Data excerpts:
════════
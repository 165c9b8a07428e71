//! Ports to the hosted skill ledger
//!
//! The matching engine only reads through [`SkillLedger`]; the HTTP layer
//! writes through [`SkillRegistry`]. Each backend implements both.

use async_trait::async_trait;
use std::collections::{BTreeMap, BTreeSet};
use thiserror::Error;
use crate::models::{
    Direction, NewDeclaration, NewSwapRequest, PublicProfile, Skill, SkillDeclaration, SkillId,
    SkillOffer, SwapRequest, UserSkills,
};

/// Errors that can occur when talking to a ledger backend
#[derive(Debug, Error)]
pub enum LedgerError {
    #[error("HTTP request failed: {0}")]
    Request(#[from] reqwest::Error),

    #[error("Database error: {0}")]
    Database(sqlx::Error),

    #[error("Migration error: {0}")]
    Migrate(#[from] sqlx::migrate::MigrateError),

    #[error("API returned {status}: {message}")]
    Api { status: u16, message: String },

    #[error("Invalid response format: {0}")]
    InvalidResponse(String),

    #[error("Not found: {0}")]
    NotFound(String),

    #[error("Conflict: {0}")]
    Conflict(String),

    #[error("Invalid input: {0}")]
    InvalidInput(String),
}

impl LedgerError {
    /// Whether the failure is a backend fault the caller may retry
    pub fn is_retryable(&self) -> bool {
        match self {
            LedgerError::Request(_) => true,
            LedgerError::Database(e) => matches!(
                e,
                sqlx::Error::Io(_)
                    | sqlx::Error::Tls(_)
                    | sqlx::Error::Protocol(_)
                    | sqlx::Error::PoolTimedOut
                    | sqlx::Error::PoolClosed
                    | sqlx::Error::WorkerCrashed
                    | sqlx::Error::Database(_)
            ),
            LedgerError::Api { status, .. } => *status >= 500 || *status == 408 || *status == 429,
            _ => false,
        }
    }
}

/// Classify a PostgreSQL SQLSTATE that blames the caller's input
///
/// Class 22 (data exception) and class 23 (integrity constraint) are the
/// request's fault; a unique violation is a conflict. Both backends see the
/// same codes, PostgREST passes them through in its error body.
pub fn rejected_by_database(code: &str, message: impl Into<String>) -> Option<LedgerError> {
    match code {
        "23505" => Some(LedgerError::Conflict(message.into())),
        c if c.starts_with("22") || c.starts_with("23") => Some(LedgerError::InvalidInput(message.into())),
        _ => None,
    }
}

impl From<sqlx::Error> for LedgerError {
    fn from(err: sqlx::Error) -> Self {
        if let sqlx::Error::Database(db) = &err {
            let rejected = db
                .code()
                .and_then(|code| rejected_by_database(&code, db.message()));
            if let Some(rejected) = rejected {
                return rejected;
            }
        }
        LedgerError::Database(err)
    }
}

/// Read operations the matching engine needs
#[async_trait]
pub trait SkillLedger: Send + Sync {
    /// Skill ids a user has declared in one direction
    async fn skills_by_user_and_direction(
        &self,
        user_id: &str,
        direction: Direction,
    ) -> Result<BTreeSet<SkillId>, LedgerError>;

    /// Offer rows for any of `skill_ids`, excluding one user's own rows
    async fn offerers_of_skills(
        &self,
        skill_ids: &BTreeSet<SkillId>,
        excluding_user_id: &str,
    ) -> Result<Vec<SkillOffer>, LedgerError>;

    /// Skill records for the given ids; unknown ids are simply absent
    async fn skills_by_ids(&self, skill_ids: &BTreeSet<SkillId>) -> Result<Vec<Skill>, LedgerError>;

    /// Display-safe profile fields, `None` when the profile does not exist
    async fn public_profile_summary(&self, user_id: &str) -> Result<Option<PublicProfile>, LedgerError>;
}

/// Write operations behind the skill and swap request endpoints
#[async_trait]
pub trait SkillRegistry: Send + Sync {
    /// Resolve (or lazily create) the skill by name and declare it for the user
    async fn declare_skill(&self, declaration: NewDeclaration) -> Result<SkillDeclaration, LedgerError>;

    /// Delete one declaration, returning whether anything was removed
    async fn remove_declaration(
        &self,
        user_id: &str,
        skill_id: &str,
        direction: Direction,
    ) -> Result<bool, LedgerError>;

    /// Insert a pending swap request
    async fn create_swap_request(&self, request: NewSwapRequest) -> Result<SwapRequest, LedgerError>;

    async fn health_check(&self) -> Result<bool, LedgerError>;
}

/// Check that both sides of a proposed swap are currently declared
///
/// The requester must offer `offered_skill_id` and the receiver must
/// offer `requested_skill_id`.
pub async fn verify_swap_request<L: SkillLedger + ?Sized>(
    ledger: &L,
    request: &NewSwapRequest,
) -> Result<(), LedgerError> {
    if request.requester_id == request.receiver_id {
        return Err(LedgerError::InvalidInput(
            "cannot request a swap with yourself".to_string(),
        ));
    }

    let (requester_offers, receiver_offers) = futures::try_join!(
        ledger.skills_by_user_and_direction(&request.requester_id, Direction::Offer),
        ledger.skills_by_user_and_direction(&request.receiver_id, Direction::Offer),
    )?;

    if !requester_offers.contains(&request.offered_skill_id) {
        return Err(LedgerError::InvalidInput(format!(
            "user {} does not offer skill {}",
            request.requester_id, request.offered_skill_id
        )));
    }
    if !receiver_offers.contains(&request.requested_skill_id) {
        return Err(LedgerError::InvalidInput(format!(
            "user {} does not offer skill {}",
            request.receiver_id, request.requested_skill_id
        )));
    }

    Ok(())
}

/// A user's offered and wanted skills with their records, ordered by name
///
/// Declarations whose skill row is missing are left out.
pub async fn list_user_skills<L: SkillLedger + ?Sized>(
    ledger: &L,
    user_id: &str,
) -> Result<UserSkills, LedgerError> {
    let (offered, wanted) = futures::try_join!(
        ledger.skills_by_user_and_direction(user_id, Direction::Offer),
        ledger.skills_by_user_and_direction(user_id, Direction::Want),
    )?;

    let ids: BTreeSet<SkillId> = offered.union(&wanted).cloned().collect();
    let skills: BTreeMap<SkillId, Skill> = ledger
        .skills_by_ids(&ids)
        .await?
        .into_iter()
        .map(|skill| (skill.id.clone(), skill))
        .collect();

    let resolve = |ids: &BTreeSet<SkillId>| {
        let mut resolved: Vec<Skill> = ids
            .iter()
            .filter_map(|id| {
                let skill = skills.get(id).cloned();
                if skill.is_none() {
                    tracing::warn!("User {} declares unknown skill {}", user_id, id);
                }
                skill
            })
            .collect();
        resolved.sort_by(|a, b| {
            a.canonical_name()
                .cmp(&b.canonical_name())
                .then_with(|| a.id.cmp(&b.id))
        });
        resolved
    };

    Ok(UserSkills {
        offered: resolve(&offered),
        wanted: resolve(&wanted),
    })
}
════════
In the entries above, count the lines that include "sqlx" and write nothing but that number.

12